Because a larger part of the respiration circuit is arranged under (i.e., within, or closer to the user's body than) the insulated layer of the suit and/or in contact with the active heating, if such is used, a conservation is obtained of the heat contents of the exhaled gas. Since the carbon dioxide absorber 15 is exothermic and is completely surrounded by the heat-insulation, this heat addition is used entirely for heating the breathing gas. In an emergency situation, when the active heating of the suit fails, the passive insulation, in combination with the heat from the carbon dioxide absorber is sufficient to provide 10-15 minutes within which to rescue the diver, which is a reasonable operation period for an emergency system. Furthermore the capacity of the carbon dioxide absorber increases, when the gas in the respiration circuit is kept warm. The entire personal diving equipment can be made considerably smaller and more flexible, which improves the diver's possibilities to pass through small openings.

The invention is not limited to the embodiment shown and described, hut a plurality of variations are possible. The breathing bellows 20 can, in itself, comprise a heat insulating material or be provided with such an insulation.
Even the gas container 30 for emergency situations can, if necessary, be placed within the heat-insulation of the diving suit and possibly even within the cover 27.

Claims

1. A heat conservation system for an underwater diving suit, comprising: an overalls-type diving suit joined with a helmet at a neckband, said diving suit including a layer of thermal insulation for protecting a diver, while submerged, against body heat loss; a substantially closed respiration circuit including a breathing mask disposed with the helmet, a carbon dioxide removal unit disposed outside said helmet, an exhaling hose connecting the breathing mask with an inlet side of the carbon dioxide removal unit, and an inhaling hose connecting an outlet side of the carbon dioxide removal unit with the breathing mask; said substantially closed respiratory system, except within said helmet, being substantially enclosed within said layer of thermal insulation.
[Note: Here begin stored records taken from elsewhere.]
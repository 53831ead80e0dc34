use chrono::{DateTime, Utc};
use schemars::JsonSchema;
use serde::{Deserialize, Serialize};
use sqlx::{FromRow, Row};
use uuid::Uuid;

#[derive(Debug, Clone, Serialize, Deserialize, JsonSchema)]
pub struct User {
    pub id: Uuid,
    pub email: String,
    pub username: String,
    #[serde(skip_serializing)]
    pub hashed_password: String,
    pub is_active: bool,
    pub is_superuser: bool,
    pub created_at: DateTime<Utc>,
    pub updated_at: DateTime<Utc>,
}

impl FromRow<'_, sqlx::postgres::PgRow> for User {
    fn from_row(row: &sqlx::postgres::PgRow) -> Result<Self, sqlx::Error> {
        Ok(User {
            id: row.try_get("id")?,
            email: row.try_get("email")?,
            username: row.try_get("username")?,
            hashed_password: row.try_get("hashed_password")?,
            is_active: row.try_get("is_active")?,
            is_superuser: row.try_get("is_superuser")?,
            created_at: row.try_get("created_at")?,
            updated_at: row.try_get("updated_at")?,
        })
    }
}

/// Insert payload for a user whose password is already hashed
#[derive(Debug, Clone)]
pub struct NewUser {
    pub email: String,
    pub username: String,
    pub hashed_password: String,
}

#[derive(Debug, Clone, Serialize, Deserialize, JsonSchema)]
pub struct CreateUserRequest {
    pub email: String,
    pub username: String,
    pub password: String,
}

#[derive(Debug, Clone, Serialize, Deserialize, JsonSchema)]
pub struct LoginRequest {
    /// Username or email address
    pub username: String,
    pub password: String,
}

#[derive(Debug, Clone, Serialize, Deserialize, JsonSchema)]
pub struct UserResponse {
    pub id: String,
    pub email: String,
    pub username: String,
    pub is_active: bool,
    pub is_superuser: bool,
}

impl From<&User> for UserResponse {
    fn from(user: &User) -> Self {
        Self {
            id: user.id.to_string(),
            email: user.email.clone(),
            username: user.username.clone(),
            is_active: user.is_active,
            is_superuser: user.is_superuser,
        }
    }
}

#[derive(Debug, Clone, Serialize, Deserialize, JsonSchema)]
pub struct TokenResponse {
    pub access_token: String,
    pub token_type: String,
}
2. The heat conservation system of claim 1, wherein:
said substantially closed respiratory system further includes a breathing bellows incorporated in said exhaling hose, outside said helmet, between said breathing mask and said carbon dioxide removal unit; said diving suit having a portion arranged to cover a corresponding portion of a diver's back, and said breathing bellows and said carbon dioxide removal unit being situated so as to be covered by said thermal insulation layer of said diving suit.

3. The heat conservation system of claim 2, wherein said diving suit further includes an active heating system for introducing heat, in use, into within the diving suit from outside the diving suit; and said exhaling hose and inhaling hose are spatially arranged to gain heat from said active heating system within said diving suit.

4. The heat conservation system of claim 2, wherein said diving suit includes a back wall from covering a corresponding portion of a diver, said breathing bellows and said carbon dioxide removal unit are externally provided on aid back wall, and said diving suit further includes a removable cover covering said breathing bellows and said carbon dioxide removal unit on said back wall of said diving suit; said removable cover including a portion of said layer of thermal insulation.

5. The heat conservation system of claim 4, wherein said bellows has two opposite end walls, including a fixed end wall secured on said back wall of said diving suit.

6. The heat conservation system of claim 2, wherein said carbon dioxide removal unit comprises a cartridge in which heat is produced by an exothermic reaction as carbon dioxide is separated thereby from exhaled breathing gas expelled by a diver through said exhaling hose.